Doda nie sypia z Dariuszem Pachutem. Szczere wyznanie
Doda od zawsze podkreśla, że spokojny, długi sen to dla niej świętość. Do tego stopnia, że nie wyobraża sobie spać ze swoim ukochanym.
- Wolę wysypiać się sama niż z partnerem. Dziewięć godzin snu to jest dla mnie podstawa. Najlepiej, by mi nikt nie oddychał do ucha i nie chrapał. Ja muszę być niedotykana, najlepiej totalnie na oddzielnej wyspie zwanej łóżkiem, otulona kołdrą, bez żadnych przytulanek – przyznała Doda w swojej audycji w radiu RMF.

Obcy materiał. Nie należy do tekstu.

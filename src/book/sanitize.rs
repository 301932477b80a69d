//! Filesystem-safe title tokens.

/// Separator that replaces whitespace runs.
pub const SEPARATOR: char = '_';

/// Normalize an arbitrary Unicode title into a filesystem-safe token.
///
/// Keeps alphanumeric characters (any script), drops everything else except
/// whitespace and `_`, collapses each whitespace/`_` run into one `_` and
/// trims separators at both ends. Idempotent: sanitizing twice is the same
/// as sanitizing once.
pub fn sanitize(title: &str) -> String {
    let mut out = String::with_capacity(title.len());
    let mut pending_separator = false;

    for c in title.chars() {
        if c.is_alphanumeric() {
            if pending_separator && !out.is_empty() {
                out.push(SEPARATOR);
            }
            pending_separator = false;
            out.push(c);
        } else if c.is_whitespace() || c == SEPARATOR {
            pending_separator = true;
        }
    }

    out
}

Jak szczerze wyznała Doda, Dariusz Pachut (38 l.) - sportowiec i podróżnik, z którym jest w związku już od blisko 1,5 roku - był tym zaskoczony.
- Na początku mój partner był zszokowany, „Jak to z babą, bez baby, no tragedia”, a potem okazało się, że chyba w sumie marzy o tym każdy facet, żeby położyć się, rozwalić na całym łóżku i puścić sobie porządnego „bąkala” – śmiała się Doda.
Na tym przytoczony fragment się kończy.